Unauthorized users who gain access to the stream URLs may still attempt to access the content of the video segments via other peers. In the case that the segments are unencrypted, the following risk exists: the unauthorized user can receive the URL of a segment from a different user, find other peers that have this relevant resource, and attempt requesting this resource directly from these users (even though the media server / CDN would not allow access to this resource).

When content tokenization is enabled, we ensure that the user is authenticated on the resource level before other peers can send data to that user. This is a granular mechanism that can grant access to certain resources and reject access to other resources on the same session.

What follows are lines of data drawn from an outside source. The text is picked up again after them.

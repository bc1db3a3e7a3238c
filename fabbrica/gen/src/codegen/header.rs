//! File header: client and runtime imports plus the factory registry.
//!
//! ```text
//! import { Prisma } from "@prisma/client";
//! import { getClient } from "@quramy/prisma-fabbrica";
//! import scalarFieldValueGenerator from "@quramy/prisma-fabbrica/lib/scalar/gen";
//! import { Resolver, resolveValue } from "@quramy/prisma-fabbrica/lib/helpers";
//! export const defineFnMap = new Map<string, (options: any) => unknown>();
//! ```
//!
//! The registry is declared here so the module that populates it also owns it.

use tracing::debug;

use super::{Declaration, DeclarationKind};
use crate::errors::{GeneratorError, TemplateError};
use crate::template::{Bindings, Fragment, Shape, Template};

const TEMPLATE: &str = r#"
    import { Prisma } from CLIENT_MODULE;
    import { getClient } from RUNTIME_MODULE;
    import scalarFieldValueGenerator from SCALAR_GEN_MODULE;
    import { Resolver, resolveValue } from HELPERS_MODULE;
    export const defineFnMap = new Map<string, (options: any) => unknown>();
"#;

/// Names each header statement brings into file scope, in template order.
const HEADER_EXPORTS: &[(DeclarationKind, &[&str])] = &[
    (DeclarationKind::Statement, &["Prisma"]),
    (DeclarationKind::Statement, &["getClient"]),
    (DeclarationKind::Statement, &["scalarFieldValueGenerator"]),
    (DeclarationKind::Statement, &["Resolver", "resolveValue"]),
    (DeclarationKind::Statement, &["defineFnMap"]),
];

/// Module specifiers the header imports from.
#[derive(Debug, Clone, Copy, PartialEq, Eq)]
pub struct HeaderModules<'a> {
    /// Module exporting the `Prisma` namespace.
    pub client: &'a str,
    /// Runtime package root; helper paths are resolved below it.
    pub runtime: &'a str,
}

/// Generates the header declarations.
///
/// ## Errors
///
/// Only template-contract failures, which indicate a bug in this module.
pub fn generate_header(modules: HeaderModules<'_>) -> Result<Vec<Declaration>, GeneratorError> {
    let scalar_gen = format!("{}/lib/scalar/gen", modules.runtime);
    let helpers = format!("{}/lib/helpers", modules.runtime);

    let file = Template::file(TEMPLATE)?.render(
        Bindings::new()
            .string("CLIENT_MODULE", modules.client)
            .string("RUNTIME_MODULE", modules.runtime)
            .string("SCALAR_GEN_MODULE", &scalar_gen)
            .string("HELPERS_MODULE", &helpers),
    )?;

    let statements = file.statements();
    if statements.len() != HEADER_EXPORTS.len() {
        return Err(TemplateError::ShapeMismatch {
            expected: Shape::File,
            reason: format!(
                "header has {} statements but {} are described",
                statements.len(),
                HEADER_EXPORTS.len()
            ),
        }
        .into());
    }

    let declarations = statements
        .into_iter()
        .zip(HEADER_EXPORTS)
        .map(|(tokens, (kind, names))| -> Result<Declaration, GeneratorError> {
            let fragment = Fragment::new(Shape::Statement, tokens)?;
            Ok(names
                .iter()
                .fold(Declaration::new(*kind, fragment), |decl, name| decl.introducing(*name)))
        })
        .collect::<Result<Vec<_>, _>>()?;

    debug!(
        client = modules.client,
        runtime = modules.runtime,
        statements = declarations.len(),
        "Generated header"
    );

    Ok(declarations)
}
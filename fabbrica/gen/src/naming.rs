//! Identifier conventions for generated declarations.
//!
//! Every name a synthesizer introduces or references comes from
//! [`EntityNames`], so sibling declarations always agree on spelling.

use fabbrica_define::create_input_name;
use proc_macro2::{Ident, Span};

use crate::errors::GeneratorError;

/// Names of everything generated for one entity.
///
/// ## Examples
///
/// ```
/// use fabbrica_gen::naming::EntityNames;
///
/// let names = EntityNames::new("BlogPost");
/// assert_eq!(names.define_factory, "defineBlogPostFactory");
/// assert_eq!(names.client_key, "blogPost");
/// ```
#[derive(Debug, Clone, PartialEq, Eq)]
pub struct EntityNames {
    /// The entity name itself, also the registry key.
    pub model: String,
    pub scalar_fields: String,
    pub define_input: String,
    pub define_options: String,
    pub auto_generate: String,
    pub define_factory: String,
    /// The client's create input type for the entity.
    pub create_input: String,
    /// Accessor on the client object (`getClient().<key>`).
    pub client_key: String,
}

impl EntityNames {
    pub fn new(model_name: &str) -> Self {
        Self {
            model: model_name.to_string(),
            scalar_fields: format!("{}ScalarOrEnumFields", model_name),
            define_input: format!("{}FactoryDefineInput", model_name),
            define_options: format!("{}FactoryDefineOptions", model_name),
            auto_generate: format!("autoGenerate{}ScalarsOrEnums", model_name),
            define_factory: format!("define{}Factory", model_name),
            create_input: create_input_name(model_name),
            client_key: camelize(model_name),
        }
    }

    /// Declaration names in emission order.
    pub fn declared(&self) -> [&str; 5] {
        [
            &self.scalar_fields,
            &self.define_input,
            &self.define_options,
            &self.auto_generate,
            &self.define_factory,
        ]
    }
}

/// Lowercases the first character.
pub fn camelize(name: &str) -> String {
    let mut chars = name.chars();
    match chars.next() {
        Some(first) => first.to_lowercase().chain(chars).collect(),
        None => String::new(),
    }
}

/// Whether `name` is usable as a bare identifier in generated code.
pub fn is_identifier(name: &str) -> bool {
    let mut chars = name.chars();
    matches!(chars.next(), Some(c) if c.is_ascii_alphabetic() || c == '_')
        && chars.all(|c| c.is_ascii_alphanumeric() || c == '_')
}

/// Converts a schema-supplied name into an identifier token.
///
/// ## Errors
///
/// Returns `GeneratorError::InvalidIdentifier` when the name is not an
/// identifier, with `context` describing where it came from.
pub fn to_ident(name: &str, context: &str) -> Result<Ident, GeneratorError> {
    if !is_identifier(name) {
        return Err(GeneratorError::InvalidIdentifier {
            name: name.to_string(),
            context: context.to_string(),
        });
    }
    Ok(Ident::new(name, Span::call_site()))
}
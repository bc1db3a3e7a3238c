//! `{E}ScalarOrEnumFields`: the fields a factory must always fill in.

use proc_macro2::TokenStream;
use tracing::debug;

use super::{CLIENT_NAMESPACE, Declaration, DeclarationKind, EntityContext, property_signature};
use crate::classify::required_scalar_fields;
use crate::errors::GeneratorError;
use crate::naming::to_ident;
use crate::scalar_type::scalar_field_type;
use crate::template::{Bindings, Template};

const TEMPLATE: &str = "type SCALAR_FIELDS = { MEMBERS };";

/// Generates the type alias listing every required scalar field, each with
/// its mapped type and no optional marker.
///
/// ## Errors
///
/// - `GeneratorError::UnknownScalarType` for a scalar kind outside the
///   supported set
/// - `GeneratorError::InvalidIdentifier` for a field name that is not an
///   identifier
pub fn generate_scalar_fields_type(ctx: &EntityContext<'_>) -> Result<Declaration, GeneratorError> {
    let name = &ctx.names.scalar_fields;

    let fragment = Template::statement(TEMPLATE)?.render(
        Bindings::new()
            .node("SCALAR_FIELDS", to_ident(name, "scalar fields type")?)
            .lazy("MEMBERS", || members(ctx)),
    )?;

    debug!(model = %ctx.model.name, declaration = %name, "Generated scalar fields type");

    let declaration = Declaration::new(DeclarationKind::TypeAlias, fragment).introducing(name);
    Ok(if declaration.contains_ident(CLIENT_NAMESPACE) {
        declaration.referencing(CLIENT_NAMESPACE)
    } else {
        declaration
    })
}

fn members(ctx: &EntityContext<'_>) -> Result<TokenStream, GeneratorError> {
    let model_name = &ctx.model.name;
    let mut tokens = TokenStream::new();

    for field in required_scalar_fields(ctx.input_type) {
        let ty = scalar_field_type(model_name, &field.name, &field.input_types[0])?;
        tokens.extend(property_signature(&field.name, false, ty, "input field name")?);
    }

    Ok(tokens)
}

Further protection measures include encryption:

Encryption

Let's take, for example, an HLS stream that is protected with AES-128 encryption. Malicious users can send the manifest URL to unauthorized viewers, or even the video segments themselves, but as long as the unauthorized viewers don't have access to the decryption key, they won't be able to watch the stream. The key can be sent to the end user in numerous ways, for example, via the main manifest, or via the HTML page, or some other path. Regardless, the service doesn't insert itself into this process, and the key is delivered to the video player using the same mechanism whether or not the service is deployed, which means the key is just as secure with or without Microsoft eCDN.

DRM

The DRM use-case resembles the encryption use-case. The only difference is that the license and keys are distributed by the DRM mechanism instead of by the broadcaster. Here as well, Microsoft eCDN doesn't interfere with the distribution of the license or keys and thus doesn't compromise them.